All of these are pretty overt examples. I could provide countless more examples of the subtle pressure that exists in conversations with friends and family about the brother whose wife died last year, the friend who never married, and the single, church member whose name comes up over and over and over again. Enough already. When I ignore or politely decline these suggestions, these advances really, I inevitably get this response, “But you’re so young. You’ll find someone else.” For the life of me, I am not even sure what that means. I am not even in contact with a universe where that makes sense to me. I mean I understand people who remarry. What I don’t understand is how it’s somehow a foregone conclusion related to my age, or how a relationship with someone else will provide some kind of relief to those who love and care about me. I know people mean well and want me to be happy, but again this means that people think I can’t be happy or fulfilled unless I’m in a relationship or married?? This leaves me feeling confused and hurt as if I am not sufficient on my own. Is this the way it is for all single people or just widows of a certain age? Is there a constant, subtle pressure on singles to find someone? Uugggghhhhhh.

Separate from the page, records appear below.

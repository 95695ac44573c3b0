use std::fmt::Display;
use std::future::Future;
use std::time::Duration;
use tracing::debug;

/// Retries an async operation with configurable attempts and delays
///
/// # Parameters
/// - `operation`: Closure returning a future
/// - `retries`: Number of retry attempts (total runs = 1 initial + retries)
/// - `delay_ms`: Milliseconds between retry attempts
///
/// # Returns
/// Either the successful result or the error of the last attempt
pub async fn with_retry<F, Fut, T, E>(mut operation: F, retries: usize, delay_ms: u64) -> Result<T, E>
where
    F: FnMut() -> Fut,
    Fut: Future<Output = Result<T, E>>,
    E: Display,
{
    let mut attempt = 1;
    loop {
        match operation().await {
            Ok(val) => return Ok(val),
            Err(err) => {
                if attempt > retries {
                    return Err(err);
                }
                debug!(
                    "Attempt {}/{} failed: {}. Retrying...",
                    attempt,
                    retries + 1,
                    err
                );
                attempt += 1;
                tokio::time::sleep(Duration::from_millis(delay_ms)).await;
            }
        }
    }
}
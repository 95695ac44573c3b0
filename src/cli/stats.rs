use super::ui;
use crate::core::aggregation::{Aggregator, Statistics, StatisticsQuery};
use crate::core::ledger::{CategoryType, UserId};
use anyhow::{Context, Result};
use comfy_table::{Cell, CellAlignment, Color};

impl Statistics {
    pub fn display_as_table(&self) -> String {
        let currency = self.currency.code();
        let mut table = ui::new_styled_table();
        table.set_header(vec![
            ui::header_cell("Category"),
            ui::header_cell("Type"),
            ui::header_cell("Color"),
            ui::header_cell("Records"),
            ui::header_cell(&format!("Total ({currency})")),
        ]);

        for stat in &self.categories {
            let type_cell = match stat.category_type {
                CategoryType::Expense => Cell::new("Expense").fg(Color::Red),
                CategoryType::Income => Cell::new("Income").fg(Color::Green),
            };
            table.add_row(vec![
                Cell::new(&stat.name),
                type_cell,
                ui::format_optional_cell(stat.color.as_deref(), str::to_string),
                Cell::new(stat.record_count).set_alignment(CellAlignment::Right),
                Cell::new(format!("{:.2}", stat.total_amount)).set_alignment(CellAlignment::Right),
            ]);
        }

        let mut output = format!(
            "{}\n\n",
            ui::style_text("Category statistics", ui::StyleType::Title)
        );
        if self.categories.is_empty() {
            output.push_str(&ui::style_text(
                "No records in the selected range",
                ui::StyleType::Subtle,
            ));
        } else {
            output.push_str(&table.to_string());
        }
        output.push_str(&format!(
            "\n\n{}: {:.2}\n{}: {:.2}\n{}",
            ui::style_text("Total income", ui::StyleType::TotalLabel),
            self.total_income,
            ui::style_text("Total expense", ui::StyleType::TotalLabel),
            self.total_expense,
            ui::format_total("Net balance", self.net_balance, currency),
        ));
        output
    }
}

pub async fn run(aggregator: &Aggregator, user_id: UserId, query: &StatisticsQuery) -> Result<()> {
    let stats = aggregator
        .get_statistics(user_id, query)
        .await
        .with_context(|| format!("Failed to compute statistics for user {user_id}"))?;
    println!("{}", stats.display_as_table());
    Ok(())
}
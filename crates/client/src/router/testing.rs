//! Scripted network and router builders for router tests.

use std::collections::HashMap;
use std::sync::{Arc, Mutex};

use async_trait::async_trait;
use bytes::Bytes;
use folio_core::{CacheDb, Error};
use reqwest::StatusCode;
use reqwest::header::{self, HeaderMap, HeaderValue};
use tokio::sync::Semaphore;
use url::Url;

use super::{Router, RouterConfig};
use crate::fetch::{Network, Request, Response, ResponseSource};

#[derive(Clone)]
enum Scripted {
    Serve(StatusCode, String),
    Fail,
    Reject,
}

#[derive(Default)]
struct Inner {
    routes: HashMap<String, Scripted>,
    offline: bool,
    fetched: Vec<String>,
    posted: Vec<(String, String)>,
    post_status: Option<StatusCode>,
    gates: HashMap<String, Arc<Semaphore>>,
}

/// In-memory [`Network`]: unknown URLs fail as if offline.
#[derive(Clone, Default)]
pub struct FakeNetwork {
    inner: Arc<Mutex<Inner>>,
}

impl FakeNetwork {
    pub fn new() -> Self {
        Self::default()
    }

    pub fn serve(&self, url: &str, status: StatusCode, body: &str) {
        self.inner
            .lock()
            .unwrap()
            .routes
            .insert(url.to_string(), Scripted::Serve(status, body.to_string()));
    }

    pub fn serve_ok(&self, url: &str, body: &str) {
        self.serve(url, StatusCode::OK, body);
    }

    pub fn fail(&self, url: &str) {
        self.inner.lock().unwrap().routes.insert(url.to_string(), Scripted::Fail);
    }

    /// Serve every default precache entry under `origin`.
    pub fn serve_manifest(&self, origin: &str) {
        self.serve_ok(&format!("{origin}/"), "<html>home</html>");
        self.serve_ok(&format!("{origin}/offline.html"), "<html>You are offline</html>");
        self.serve_ok(&format!("{origin}/manifest.json"), r#"{"name":"Jane"}"#);
        self.serve_ok(&format!("{origin}/icons/icon-192x192.png"), "png-192");
        self.serve_ok(&format!("{origin}/icons/icon-512x512.png"), "png-512");
    }

    /// Hold fetches of `url` until permits are added to the returned gate.
    pub fn gate(&self, url: &str) -> Arc<Semaphore> {
        let gate = Arc::new(Semaphore::new(0));
        self.inner.lock().unwrap().gates.insert(url.to_string(), gate.clone());
        gate
    }

    /// Scripted non-network failure for `url`.
    pub fn reject(&self, url: &str) {
        self.inner.lock().unwrap().routes.insert(url.to_string(), Scripted::Reject);
    }

    pub fn set_offline(&self, offline: bool) {
        self.inner.lock().unwrap().offline = offline;
    }

    pub fn set_post_status(&self, status: StatusCode) {
        self.inner.lock().unwrap().post_status = Some(status);
    }

    /// Number of GET fetches performed so far.
    pub fn calls(&self) -> usize {
        self.inner.lock().unwrap().fetched.len()
    }

    pub fn calls_to(&self, url: &str) -> usize {
        self.inner.lock().unwrap().fetched.iter().filter(|u| *u == url).count()
    }

    pub fn posted(&self) -> Vec<(String, String)> {
        self.inner.lock().unwrap().posted.clone()
    }
}

#[async_trait]
impl Network for FakeNetwork {
    async fn fetch(&self, request: &Request) -> Result<Response, Error> {
        let gate = self.inner.lock().unwrap().gates.get(request.url.as_str()).cloned();
        if let Some(gate) = gate {
            gate.acquire().await.unwrap().forget();
        }

        let mut inner = self.inner.lock().unwrap();
        inner.fetched.push(request.url.to_string());
        if inner.offline {
            return Err(Error::NetworkFailed("offline".into()));
        }
        match inner.routes.get(request.url.as_str()).cloned() {
            Some(Scripted::Reject) => Err(Error::InvalidInput(format!("rejected: {}", request.url))),
            Some(Scripted::Serve(status, body)) => {
                let mut headers = HeaderMap::new();
                headers.insert(header::CONTENT_TYPE, HeaderValue::from_static("text/plain"));
                Ok(Response { status, headers, body: Bytes::from(body), source: ResponseSource::Network })
            }
            Some(Scripted::Fail) | None => Err(Error::NetworkFailed(format!("unreachable: {}", request.url))),
        }
    }

    async fn post(&self, url: &Url, body: &str, _content_type: &str) -> Result<StatusCode, Error> {
        let mut inner = self.inner.lock().unwrap();
        if inner.offline {
            return Err(Error::NetworkFailed("offline".into()));
        }
        inner.posted.push((url.to_string(), body.to_string()));
        Ok(inner.post_status.unwrap_or(StatusCode::OK))
    }
}

pub fn test_config(version: &str) -> RouterConfig {
    RouterConfig::new(version, Url::parse("https://jane.dev").unwrap())
}

pub async fn router_with(network: FakeNetwork, version: &str) -> Router {
    let cache = CacheDb::open_in_memory().await.unwrap();
    Router::new(test_config(version), cache, Arc::new(network)).unwrap()
}

pub async fn strict_router_with(network: FakeNetwork, version: &str) -> Router {
    let cache = CacheDb::open_in_memory().await.unwrap();
    Router::new(test_config(version).strict(true), cache, Arc::new(network)).unwrap()
}

/// Installed and activated router with the default manifest precached.
pub async fn controlling_router(network: FakeNetwork, version: &str) -> Router {
    network.serve_manifest("https://jane.dev");
    let router = router_with(network, version).await;
    router.on_install().await.unwrap();
    router.on_activate().await.unwrap();
    router
}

Just a few weeks before Paul died we were out together, and we saw a friend of ours whose wife died of cancer two or three years ago. He was with a lady. They were holding hands and smiling warmly at one another. I was surprised. It looked awkward to me. No, it didn’t look awkward. It felt awkward, out of place, out of time. It stirred feelings in me that made me uncomfortable. Our friend and his wife had been young sweethearts, married for more than 30 years, and were utterly devoted to each other. You never saw one without the other. Later, on the car ride home, it was still bothering me so I talked to Paul about it. I said it was so strange to see our friend with someone else. I was having trouble reconciling it. I told him it seemed disloyal. Paul disagreed. He said he was happy for our friend, and that it was right for him to share his life with someone else if it made him happy. I grabbed his hand and held it tight. I told him I wasn’t sure if I would ever be able to do the same if and when I was ever in that position. Paul said, “Well, that’ll be something you have to decide for yourself, but I think it’s fine.” The rest of the car ride home was very quiet, uncomfortably so. Did I ask Paul about it because on some deep level I wanted his blessing? Did his response represent how he really felt, or was he already taking care of me and my future?
I have no idea what the future holds. I do know that I place no expectations on myself one way or the other in terms of dating or marrying again, and I need others to do the same, to have no expectations or to assume what I will do. I am enough, and God’s grace alone is sufficient. What I have, what I don’t have, what I am and what I’m not, where I am in this place and time, it’s all God’s grace, and it is sufficient for me.
2 Corinthians 12: 9 But he said to me, “My grace is sufficient for you, my power is made perfect in weakness.”